On his return to Canada in 1760, Lotbinière immediately set about developing his seigneury at Vaudreuil. He built a manor house there for his family, a mill, and the Church of Saint-Michel de Vaudreuil, which still stands today, and where many members of his family are buried with memorials. Vaudreuil is closely associated with his many descendants, notably the de Lotbiniere-Harwood family, who inherited the seigneury of Vaudreuil.

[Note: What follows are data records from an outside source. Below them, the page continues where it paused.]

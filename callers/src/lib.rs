//! Caller implementations for yload
//!
//! This crate provides implementations of the `Caller` trait for:
//!
//! - HTTP endpoints (`reqwest`)
//! - An in-process echo callee, for dry runs and tests
//!
//! Both send the same JSON [`Operation`] payload.

#![warn(missing_docs)]
#![warn(clippy::all)]

pub mod echo;
pub mod http;
pub mod operation;

pub use echo::EchoCaller;
pub use http::{HttpCaller, HttpCallerError};
pub use operation::Operation;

In 1767, he purchased the Château Vaudreuil at Montreal, Quebec. Short of funds he was forced to sell the seigneury of Lotbinière to his son in 1770. By 1771 his son had bought all his father's Canadian seigneuries except Villechauve, which was mortgaged. In addition to this, he was unable to recover his two properties in New York (Alainville and Hocquart), and so returned to London to again plead his cause. In 1773, he sold the Château. In 1776, the British Board of Trade rejected his claims to Alainville and offered him a grant of an equal size of land in Quebec in compensation for his loss of Hocquart. He refused the compromise and left Britain, deciding to be a British subject no longer.

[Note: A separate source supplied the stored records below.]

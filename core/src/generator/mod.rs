//! Load generator: rate-paced dispatch of concurrent calls
//!
//! A [`LoadGenerator`] ticks at the configured rate. Each tick takes a
//! ticket from a bounded pool and spawns one call task; the task races the
//! call against its timeout and delivers exactly one [`CallOutcome`] to the
//! result channel returned by [`GeneratorBuilder::build`].
//!
//! The run ends when the duration elapses or [`LoadGenerator::stop`] is
//! called. Either way the result channel is closed, so the consumer sees
//! end-of-stream once buffered outcomes have been read.
//!
//! [`CallOutcome`]: crate::CallOutcome

mod builder;
mod call;
mod executor;
mod pacer;
mod stats;
mod status;

pub use builder::GeneratorBuilder;
pub use executor::LoadGenerator;
pub use stats::GeneratorStats;
pub use status::Status;
//! Result channel configuration and the engine's write end

use crate::response::CallOutcome;

use arc_swap::ArcSwapOption;
use std::sync::Arc;
use tokio::sync::mpsc::{self, error::TrySendError};

/// Channel buffer configuration for outcome delivery
#[derive(Debug, Clone)]
pub struct ChannelConfig {
    /// Result buffer size (engine -> consumer)
    pub result_buffer: usize,
}

impl Default for ChannelConfig {
    fn default() -> Self {
        Self {
            result_buffer: 10_000,
        }
    }
}

impl ChannelConfig {
    /// Create a new channel config with custom result buffer size
    pub fn with_result_buffer(mut self, size: usize) -> Self {
        self.result_buffer = size;
        self
    }
}

/// Why an outcome was not delivered
#[derive(Debug, Clone, Copy, PartialEq, Eq)]
pub(crate) enum DeliveryError {
    /// The buffer was full
    Full,
    /// The sink was closed or the consumer went away
    Closed,
}

/// Write end of the result channel
///
/// Delivery never blocks: a full buffer drops the outcome. Closing swaps the
/// sender out, so it happens at most once and the consumer observes
/// end-of-stream as soon as in-progress sends finish.
pub(crate) struct ResultSink {
    tx: ArcSwapOption<mpsc::Sender<CallOutcome>>,
}

impl ResultSink {
    pub(crate) fn new(tx: mpsc::Sender<CallOutcome>) -> Self {
        Self {
            tx: ArcSwapOption::from_pointee(tx),
        }
    }

    /// Try to hand an outcome to the consumer without waiting
    pub(crate) fn try_deliver(&self, outcome: CallOutcome) -> Result<(), DeliveryError> {
        let guard = self.tx.load();
        let Some(tx) = &*guard else {
            return Err(DeliveryError::Closed);
        };

        match tx.try_send(outcome) {
            Ok(()) => Ok(()),
            Err(TrySendError::Full(_)) => Err(DeliveryError::Full),
            Err(TrySendError::Closed(_)) => Err(DeliveryError::Closed),
        }
    }

    /// Close the sink; returns `true` only for the call that closed it
    pub(crate) fn close(&self) -> bool {
        let previous: Option<Arc<_>> = self.tx.swap(None);
        previous.is_some()
    }

    pub(crate) fn is_closed(&self) -> bool {
        self.tx.load().is_none()
    }
}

==Agitating in Boston and France==
Taking the advice of his former superior officer, François de Gaston, Chevalier de Levis, he went to France and offered his services to the Minister of Foreign Affairs, Charles Gravier, Comte de Vergennes who entrusted him with an unofficial mission as an observer. In 1776 he arrived in Massachusetts, but ignoring Vergenne's words immediately introduced himself to John Hancock as the unofficial envoy of the minister. He spent six months in Boston, and though a personal friend of Benjamin Franklin, he won few friends through his agitations. Lotbinière, for purely selfish reasons, was desperate for France to recover her lost colonies, and did all he could to force the issue. He returned to France with his report in 1777, but Vergennes didn't see it as wise to send him on any further missions. Up until 1782 he still hoped France would recover her lost territories in North America, but after the Treaty of Paris in 1783 any last hopes he had had of returning to Canada were finished.

Lotbinière spent the next ten years in France. With de Lévis' support he re-established his military engineering reputation and clearly held favour at the court of King Louis XVI. He was awarded the Grand Cross of the Order of Saint Louis, and became a Chevalier with a pension of 600 livres, which was doubled in 1781. In 1784 King Louis created him the Marquis de Lotbinière in recognition of the sacrifices he had made by allying himself to the French cause in 1776, the only Canadian to receive this honour. His son, Michel-Eustache-Gaspard-Alain Chartier de Lotbinière, inherited the title but being politically astute did not use it in order to maintain favour with the new British regime in Canada.

==Later life==
Indefatigable as ever, Lotbinière returned to America in 1787 to once again try to recover his seigneuries at Alainville and Hocquart, but two years of effort proved to be futile. On arriving at New York he had asked permission to return to his home country but Quebec Governor Guy Carleton (Lord Dorchester) categorically refused him re-entry. However in 1790, in the company of his son (then serving as Lord Dorchester's confidential agent) he crossed the border unhindered, revisiting his family and his seigneury at Villechauve. His happiness was short lived. He was forced into exile again after selling Villechauve in 1795 for £9,000 to Alexander Ellice, father of Edward Ellice. To receive her share from the sale, his wife asked for, and obtained, a property separation in 1796.

Embittered and at odds with his family, Chartier de Lotbinière, who had set himself apart from the other seigneurs by the bold stance he had adopted against Governor Carleton, ended his days alone in New York. He died of yellow fever in October 1798, at the age of 75.

He was the father of two children: a son, Michel-Eustache-Gaspard-Alain Chartier de Lotbinière, and a daughter, Marie-Louise, who married Pierre-Amable de Bonne.